The following table sets forth the amounts and categories of our nonperforming loans and nonperforming assets:

March 31, 2025

December 31, 2024

Quarter Change

(Dollars in thousands)

Nonaccrual loans:

One-to-four family residential real estate

$ 107 $ 126 $ (19 )

Multi-family residential real estate

1,395 1,453 (58 )

Nonresidential real estate

393 (393 )

Commercial loans and leases

14,911 14,960 (49 )

Consumer

2 (2 )
16,413 16,934 (521 )

Loans past due over 90 days, still accruing

1 1

Other foreclosed assets

1,337 1,391 (54 )

Total nonperforming assets

$ 17,751 $ 18,325 $ (574 )

Ratios:

Allowance for credit losses to total loans

0.86 % 0.85 %

Allowance for credit losses to nonperforming loans

44.35 44.71

Nonperforming loans to total loans

1.93 1.89

Nonperforming assets to total assets

1.23 1.28

Nonaccrual loans to total loans

1.93 1.89

Nonaccrual loans to total assets

1.14 1.18

Nonperforming Assets

Nonperforming assets decreased $574,000 during the first quarter, to $17.8 million at March 31, 2025, compared to $18.3 million at December 31, 2024. The decrease was primarily due to a $393,000 nonresidential real estate loan payoff in the first quarter. The Company’s ratio of nonperforming assets to total assets was 1.23% as of March 31, 2025 compared to 1.28% as of December 31, 2024.

On January 3, 2025, the U.S. Government offered to settle a $10.5 million U.S. Government Contract Disputes Act claim submitted in February 2024. Following negotiations with the U.S. Government during the month of January 2025, we agreed to settle the claim for $5.6 million in cash and a return of the unused software licenses. The $5.6 million payment is expected to be received in the second quarter of 2025.

With respect to our other U.S. Government equipment finance exposure of $8.4 million, we submitted a claim pursuant to the Contract Disputes Act to the prime contractor for their respective certification and submission to the U.S. Government.

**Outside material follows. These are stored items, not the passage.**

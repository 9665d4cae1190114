//! Payout address validation.
//!
//! Addresses are checked in two independent steps: a structural check
//! (prefix, length, hexadecimal body) that always runs, and a mixed-case
//! checksum check provided by a [`ChecksumCapability`]. When the crate is
//! built without the `checksum` feature the capability is a pass-through.

use thiserror::Error;

/// Required address prefix.
pub const ADDRESS_PREFIX: &str = "0x";
/// Total address length including the prefix.
pub const ADDRESS_LENGTH: usize = 42;

/// Reason an address was refused.
#[derive(Debug, Clone, Copy, PartialEq, Eq, Error)]
pub enum WalletError {
    #[error("address must start with 0x")]
    WrongPrefix,
    #[error("address must be 42 characters long")]
    WrongLength,
    #[error("address may only contain hexadecimal characters after 0x")]
    InvalidCharacters,
    #[error("invalid address")]
    Invalid,
}

/// Verifies the mixed-case checksum of a structurally valid address.
pub trait ChecksumCapability: Send + Sync {
    fn verify(&self, address: &str) -> bool;
}

/// Used when no checksum implementation is compiled in.
#[derive(Debug, Default, Clone, Copy)]
pub struct PassThroughChecksum;

impl ChecksumCapability for PassThroughChecksum {
    fn verify(&self, _address: &str) -> bool {
        true
    }
}

/// EIP-55: each letter of the hex body is upper case iff the matching nibble
/// of `keccak256(lowercase body)` is >= 8.
#[cfg(feature = "checksum")]
#[derive(Debug, Default, Clone, Copy)]
pub struct Eip55Checksum;

#[cfg(feature = "checksum")]
impl Eip55Checksum {
    pub fn checksummed(body: &str) -> String {
        use sha3::{Digest, Keccak256};

        let lower = body.to_ascii_lowercase();
        let hash = Keccak256::digest(lower.as_bytes());
        lower
            .chars()
            .enumerate()
            .map(|(i, c)| {
                let byte = hash[i / 2];
                let nibble = if i % 2 == 0 { byte >> 4 } else { byte & 0x0f };
                if c.is_ascii_alphabetic() && nibble >= 8 {
                    c.to_ascii_uppercase()
                } else {
                    c
                }
            })
            .collect()
    }
}

#[cfg(feature = "checksum")]
impl ChecksumCapability for Eip55Checksum {
    fn verify(&self, address: &str) -> bool {
        match address.strip_prefix(ADDRESS_PREFIX) {
            Some(body) => Self::checksummed(body) == body,
            None => false,
        }
    }
}

pub struct WalletValidator {
    checksum: Box<dyn ChecksumCapability>,
}

impl Default for WalletValidator {
    fn default() -> Self {
        #[cfg(feature = "checksum")]
        let checksum: Box<dyn ChecksumCapability> = Box::new(Eip55Checksum);
        #[cfg(not(feature = "checksum"))]
        let checksum: Box<dyn ChecksumCapability> = Box::new(PassThroughChecksum);
        Self { checksum }
    }
}

impl WalletValidator {
    pub fn new(checksum: Box<dyn ChecksumCapability>) -> Self {
        Self { checksum }
    }

    pub fn validate(&self, address: &str) -> Result<(), WalletError> {
        check_structure(address)?;
        if self.checksum.verify(address) {
            Ok(())
        } else {
            Err(WalletError::Invalid)
        }
    }

    pub fn is_valid(&self, address: &str) -> bool {
        self.validate(address).is_ok()
    }
}

fn check_structure(address: &str) -> Result<(), WalletError> {
    let body = address
        .strip_prefix(ADDRESS_PREFIX)
        .ok_or(WalletError::WrongPrefix)?;
    if address.chars().count() != ADDRESS_LENGTH {
        return Err(WalletError::WrongLength);
    }
    if !body.chars().all(|c| c.is_ascii_hexdigit()) {
        return Err(WalletError::InvalidCharacters);
    }
    Ok(())
}

#[cfg(test)]
mod tests {
    use super::*;

    struct RejectAll;

    impl ChecksumCapability for RejectAll {
        fn verify(&self, _address: &str) -> bool {
            false
        }
    }

    fn pass_through() -> WalletValidator {
        WalletValidator::new(Box::new(PassThroughChecksum))
    }

    #[test]
    fn test_structural_rejections() {
        let v = pass_through();
        assert_eq!(
            v.validate("1x5aaeb6053f3e94c9b9a09f33669435e7ef1beaed"),
            Err(WalletError::WrongPrefix)
        );
        assert_eq!(v.validate("0x5aaeb605"), Err(WalletError::WrongLength));
        assert_eq!(
            v.validate("0x5aaeb6053f3e94c9b9a09f33669435e7ef1beaez"),
            Err(WalletError::InvalidCharacters)
        );
        assert_eq!(v.validate(""), Err(WalletError::WrongPrefix));
    }

    #[test]
    fn test_structure_checked_before_checksum() {
        let v = WalletValidator::new(Box::new(RejectAll));
        assert_eq!(v.validate("0x123"), Err(WalletError::WrongLength));
        assert_eq!(
            v.validate("0x5aaeb6053f3e94c9b9a09f33669435e7ef1beaed"),
            Err(WalletError::Invalid)
        );
    }

    #[test]
    fn test_pass_through_accepts_any_case() {
        let v = pass_through();
        assert!(v.is_valid("0x5aaeb6053f3e94c9b9a09f33669435e7ef1beaed"));
        assert!(v.is_valid("0x5AAEB6053F3E94C9B9A09F33669435E7EF1BEAED"));
    }

    #[cfg(feature = "checksum")]
    #[test]
    fn test_eip55_vectors() {
        let v = WalletValidator::new(Box::new(Eip55Checksum));
        for addr in [
            "0x5aAeb6053F3E94C9b9A09f33669435E7Ef1BeAed",
            "0xfB6916095ca1df60bB79Ce92cE3Ea74c37c5d359",
            "0xdbF03B407c01E7cD3CBea99509d93f8DDDC8C6FB",
            "0xD1220A0cf47c7B9Be7A2E6BA89F429762e7b9aDb",
        ] {
            assert!(v.is_valid(addr), "{addr} should pass");
        }
        assert_eq!(
            v.validate("0x5aAeb6053F3E94C9b9A09f33669435E7Ef1BeAeD"),
            Err(WalletError::Invalid)
        );
    }
}
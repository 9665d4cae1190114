use crate::domain::order::OrderRecord;
use crate::domain::ports::OrderSink;
use crate::error::Result;
use async_trait::async_trait;
use std::fs::{File, OpenOptions};
use std::path::Path;
use tokio::sync::Mutex;

/// Appends order records to a CSV file.
///
/// The header row is written only when the file starts out empty, so the log
/// survives restarts as a single table.
pub struct CsvOrderSink {
    writer: Mutex<csv::Writer<File>>,
}

impl CsvOrderSink {
    pub fn open<P: AsRef<Path>>(path: P) -> Result<Self> {
        let file = OpenOptions::new()
            .create(true)
            .append(true)
            .open(path.as_ref())?;
        let is_empty = file.metadata()?.len() == 0;
        let writer = csv::WriterBuilder::new()
            .has_headers(is_empty)
            .from_writer(file);
        Ok(Self {
            writer: Mutex::new(writer),
        })
    }
}

#[async_trait]
impl OrderSink for CsvOrderSink {
    async fn record(&self, order: OrderRecord) -> Result<()> {
        let mut writer = self.writer.lock().await;
        writer.serialize(&order)?;
        writer.flush()?;
        Ok(())
    }
}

On April 3, 2025, the U.S. Government indefinitely extended the time to respond to the claim to enable it to complete internal discussions for purposes of submitting a settlement offer to us.  The Government’s ultimate response to the Contract Disputes Act claim remains uncertain, including the amount of any settlement offer, if any, that may be tendered to us, and the Company is prepared to take all actions necessary to enforce its rights and remedies at law or in equity.

Given the unexpected conduct by the U.S. Government in these transaction and information we learned about similar activity encountered by other participants in the market, we discontinued originations of U.S. Government equipment finance transactions in early 2023 pending the outcome of our claims.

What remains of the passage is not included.